Okay, first of all, I don’t get why Poppy is wearing a witch’s hat in her introductory post as she doesn’t believe her parents’ story about The Sanderson Sisters returning and finds it embarrassing until she accidentally brings them back to impress Isabella. And this book is told from her perspective in a first-person present tense. This is a style that isn’t often used and after reading this book, I can see why. It’s an odd style to write in as it is meant to make you feel as though you are part of the action as it is happening but it’s a little confusing as to how she can know how some of the action happening when she isn’t around. It also does provide us with good insight into her character.
That is one thing I do like about Poppy’s journey as she learns to come to terms with her parents’ story and even learning about how Jay and Ernie were locked in cages and we get to hear how that affected them.
What I like about this is that it shows that while yes, he may have been a bully, his life was still ruined by what Max did and Poppy can understand this. This doesn’t have too much to do with her journey with Poppy and ISabella getting together but it is still I believe key to look at. As not only does it help Poppy to better understand her parents but also what it must’ve been like for them growing up.
Now as for how Poppy feels about Isabella, she’s got it bad. There are two instances where she mentally gets angry when two characters insult Isabella.
Both of these moments once gave me major Lumity vibes and especially made me think of the “Stay away from my Luz” moment from Escaping Expulsion.
It is rather sweet to see how much Poppy cares about Isabella and is willing to go to great lengths. Of course, she’s worried about her parents and aunt who are trapped in Hell but the way she speaks about Isabella hits differently.
This shows how much Poppy truly cares about Isabella and would do anything to keep her safe. I’d apologize for the Lumity comparisons if I was sorry for them but I’m not. There are two really sweet moments towards the end, first when Poppy thinks she has lost Isabella but Isabella throws her arms around her and it gives me “awesome girlfriend vibes”.
Poppy and Isabella are a very sweet couple and you can truly feel the love they have for one another especially when Isabella goes in to kiss Poppy at the end.
This highlights something else that is huge, you may have noticed that I mentioned The Owl House a lot in this entry, and well yes gay witches and all but Dana Terrace has stated that she wanted The Boiling Isles to be a place that was free of homophobia and that is great. This book is similar no one ever mocks Poppy or Isabella for being gay nor is it ever made a big deal of. Sure, reports such as this made it a big deal when the book was first announced but there is a difference between news outlets making it a big deal and the story making it a big deal.

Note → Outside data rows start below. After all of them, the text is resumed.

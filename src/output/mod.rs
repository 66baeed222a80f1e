//! Rendering of scan results: tables, CSV, JSON and summary lines.

mod format;
mod render;
mod summary;

pub use format::{OutputFormat, TableStyle};
pub use render::{
    format_timestamp, is_valid_time_format, render, row_cells, RenderOptions,
    DEFAULT_TIME_FORMAT, HEADERS,
};
pub use summary::{failure_summary, format_elapsed, listing_summary, trim_summary};
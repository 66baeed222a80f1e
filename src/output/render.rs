use chrono::format::{Item, StrftimeItems};
use chrono::{DateTime, Utc};
use comfy_table::{presets, CellAlignment, Table};
use csv::{QuoteStyle, WriterBuilder};
use serde_json::{json, Value};

use crate::error::{DirtError, Result};
use crate::scanner::{bytes_to_human, Entry};

use super::format::{OutputFormat, TableStyle};

/// Column titles, in output order.
pub const HEADERS: [&str; 7] = [
    "Name",
    "Size",
    "Depth",
    "Files",
    "Access Time",
    "Modify Time",
    "Change Time",
];

/// strftime pattern for human-readable timestamps (rendered in UTC).
pub const DEFAULT_TIME_FORMAT: &str = "%Y %b %d %H:%M";

/// How values are written in each row.
#[derive(Debug, Clone)]
pub struct RenderOptions {
    /// Human-readable sizes and dates instead of raw numbers
    pub human: bool,
    /// Decimal digits for human-readable sizes
    pub precision: u8,
    /// strftime pattern for human-readable dates
    pub time_format: String,
}

impl Default for RenderOptions {
    fn default() -> Self {
        Self {
            human: true,
            precision: 2,
            time_format: DEFAULT_TIME_FORMAT.to_string(),
        }
    }
}

/// Check a strftime pattern without formatting anything.
pub fn is_valid_time_format(format: &str) -> bool {
    StrftimeItems::new(format).all(|item| !matches!(item, Item::Error))
}

/// Format unix seconds in UTC. Out-of-range values fall back to the raw number.
pub fn format_timestamp(secs: i64, format: &str) -> String {
    match DateTime::<Utc>::from_timestamp(secs, 0) {
        Some(dt) => dt.format(format).to_string(),
        None => secs.to_string(),
    }
}

/// The cells of one row, in [`HEADERS`] order.
pub fn row_cells(entry: &Entry, options: &RenderOptions) -> Vec<String> {
    let size = if options.human {
        bytes_to_human(entry.size_bytes, options.precision)
    } else {
        entry.size_bytes.to_string()
    };
    let time = |secs: i64| {
        if options.human {
            format_timestamp(secs, &options.time_format)
        } else {
            secs.to_string()
        }
    };

    vec![
        entry.name.clone(),
        size,
        entry.depth.to_string(),
        entry.num_of_files.to_string(),
        time(entry.atime),
        time(entry.mtime),
        time(entry.ctime),
    ]
}

/// Render entries in the requested format. No trailing newline.
pub fn render(entries: &[Entry], format: OutputFormat, options: &RenderOptions) -> Result<String> {
    match format {
        OutputFormat::Table(style) => Ok(render_table(entries, style, options)),
        OutputFormat::Csv => render_csv(entries, options),
        OutputFormat::Json => render_json(entries, options),
    }
}

fn render_table(entries: &[Entry], style: TableStyle, options: &RenderOptions) -> String {
    let mut table = Table::new();
    match style {
        TableStyle::Simple => table.load_preset(presets::ASCII_HORIZONTAL_ONLY),
        TableStyle::Plain => table.load_preset(presets::NOTHING),
        TableStyle::Grid => table.load_preset(presets::ASCII_FULL),
        TableStyle::FancyGrid => table.load_preset(presets::UTF8_FULL),
        TableStyle::Github => table.load_preset(presets::ASCII_MARKDOWN),
        TableStyle::Rounded => table
            .load_preset(presets::UTF8_FULL)
            .apply_modifier(comfy_table::modifiers::UTF8_ROUND_CORNERS),
    };

    table.set_header(HEADERS.to_vec());
    for entry in entries {
        table.add_row(row_cells(entry, options));
    }
    for column in table.column_iter_mut() {
        column.set_cell_alignment(CellAlignment::Right);
    }

    table.to_string()
}

fn render_csv(entries: &[Entry], options: &RenderOptions) -> Result<String> {
    let output_error = |e: csv::Error| DirtError::Output(e.to_string());

    let mut writer = WriterBuilder::new()
        .quote_style(QuoteStyle::NonNumeric)
        .from_writer(Vec::new());

    writer.write_record(HEADERS).map_err(output_error)?;
    for entry in entries {
        writer
            .write_record(row_cells(entry, options))
            .map_err(output_error)?;
    }

    let bytes = writer
        .into_inner()
        .map_err(|e| DirtError::Output(e.to_string()))?;
    let text = String::from_utf8(bytes).map_err(|e| DirtError::Output(e.to_string()))?;

    Ok(text.trim_end().to_string())
}

fn render_json(entries: &[Entry], options: &RenderOptions) -> Result<String> {
    let rows: Vec<Value> = entries
        .iter()
        .map(|entry| {
            if options.human {
                let cells = row_cells(entry, options);
                json!({
                    "name": entry.name,
                    "size": cells[1],
                    "depth": entry.depth,
                    "num_of_files": entry.num_of_files,
                    "atime": cells[4],
                    "mtime": cells[5],
                    "ctime": cells[6],
                })
            } else {
                json!(entry)
            }
        })
        .collect();

    serde_json::to_string_pretty(&rows).map_err(|e| DirtError::Output(e.to_string()))
}

#[cfg(test)]
mod tests {
    use super::*;
    use crate::scanner::FileStat;
    use std::path::PathBuf;

    // 2021-01-01 00:00:00 UTC
    const NEW_YEAR: i64 = 1_609_459_200;

    fn create_test_entries() -> Vec<Entry> {
        let stat = |size| FileStat {
            size,
            atime: NEW_YEAR,
            mtime: NEW_YEAR,
            ctime: NEW_YEAR,
        };
        vec![
            Entry::file("large.bin".into(), PathBuf::from("/t/large.bin"), 0, &stat(1536)),
            Entry::file("small.txt".into(), PathBuf::from("/t/small.txt"), 0, &stat(10)),
        ]
    }

    fn raw() -> RenderOptions {
        RenderOptions {
            human: false,
            ..Default::default()
        }
    }

    #[test]
    fn test_format_timestamp() {
        assert_eq!(format_timestamp(NEW_YEAR, DEFAULT_TIME_FORMAT), "2021 Jan 01 00:00");
        assert_eq!(format_timestamp(NEW_YEAR, "%Y-%m-%d"), "2021-01-01");
    }

    #[test]
    fn test_time_format_validation() {
        assert!(is_valid_time_format(DEFAULT_TIME_FORMAT));
        assert!(is_valid_time_format("%F %T"));
        assert!(!is_valid_time_format("%Q"));
    }

    #[test]
    fn test_row_cells_human_and_raw() {
        let entries = create_test_entries();

        let human = row_cells(&entries[0], &RenderOptions::default());
        assert_eq!(human[0], "large.bin");
        assert_eq!(human[1], "1.5 KB");
        assert_eq!(human[2], "0");
        assert_eq!(human[3], "1");
        assert_eq!(human[4], "2021 Jan 01 00:00");

        let raw = row_cells(&entries[0], &raw());
        assert_eq!(raw[1], "1536");
        assert_eq!(raw[4], NEW_YEAR.to_string());
    }

    #[test]
    fn test_render_table_has_headers_and_rows() {
        let output = render(
            &create_test_entries(),
            OutputFormat::default(),
            &RenderOptions::default(),
        )
        .unwrap();

        for header in HEADERS {
            assert!(output.contains(header), "missing {}", header);
        }
        assert!(output.contains("large.bin"));
        assert!(output.contains("1.5 KB"));
        assert!(output.contains("10 B"));

        // Header comes before rows, rows keep their order
        let header_at = output.find("Name").unwrap();
        let large_at = output.find("large.bin").unwrap();
        let small_at = output.find("small.txt").unwrap();
        assert!(header_at < large_at && large_at < small_at);
    }

    #[test]
    fn test_render_every_table_style() {
        for style in TableStyle::ALL {
            let output = render(
                &create_test_entries(),
                OutputFormat::Table(style),
                &RenderOptions::default(),
            )
            .unwrap();
            assert!(output.contains("small.txt"), "style {}", style.as_str());
        }
    }

    #[test]
    fn test_render_csv_quotes_non_numeric() {
        let output = render(&create_test_entries(), OutputFormat::Csv, &raw()).unwrap();
        let lines: Vec<&str> = output.lines().collect();

        assert_eq!(
            lines[0],
            r#""Name","Size","Depth","Files","Access Time","Modify Time","Change Time""#
        );
        assert_eq!(
            lines[1],
            format!(
                r#""large.bin",1536,0,1,{t},{t},{t}"#,
                t = NEW_YEAR
            )
        );
        assert_eq!(lines.len(), 3);
    }

    #[test]
    fn test_render_csv_human_sizes_are_quoted() {
        let output = render(
            &create_test_entries(),
            OutputFormat::Csv,
            &RenderOptions::default(),
        )
        .unwrap();

        assert!(output.contains(r#""large.bin","1.5 KB",0,1,"2021 Jan 01 00:00""#));
        assert!(!output.ends_with('\n'));
    }

    #[test]
    fn test_render_json() {
        let output = render(&create_test_entries(), OutputFormat::Json, &raw()).unwrap();
        let parsed: Vec<Value> = serde_json::from_str(&output).unwrap();

        assert_eq!(parsed.len(), 2);
        assert_eq!(parsed[0]["name"], "large.bin");
        assert_eq!(parsed[0]["size"], 1536);
        assert_eq!(parsed[1]["num_of_files"], 1);

        let output = render(
            &create_test_entries(),
            OutputFormat::Json,
            &RenderOptions::default(),
        )
        .unwrap();
        let parsed: Vec<Value> = serde_json::from_str(&output).unwrap();
        assert_eq!(parsed[0]["size"], "1.5 KB");
    }
}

the second portion of the book focuses on three new teens, including Poppy and Isabella, who are caught in their own battle against the Sanderson sisters, who have seemingly returned from the dead. The two teens team up with another friend, Travis, and the group finds themselves battling the Sandersons on Halloween night 2018. Sounds pretty great, right?
An example of a story that makes having a gay character seem like a big deal and as though they deserve a pat on the back for inclusion is the elsewhere scene from Jungle Cruise.
I will not say that scene was put in there just to score points because I find that idea rather gross but I will say that it was handled poorly whereas with the characters of Poppy and Isabella, their development felt natural and it was nice to follow their journey even with the one major misstep that I spoke of. If you are a fan of Hocus Pocus, this sequel is a nice read and is something to tide us over until the Disney+ sequel hits and I hope they use some plot elements from this book but I’m doubtful.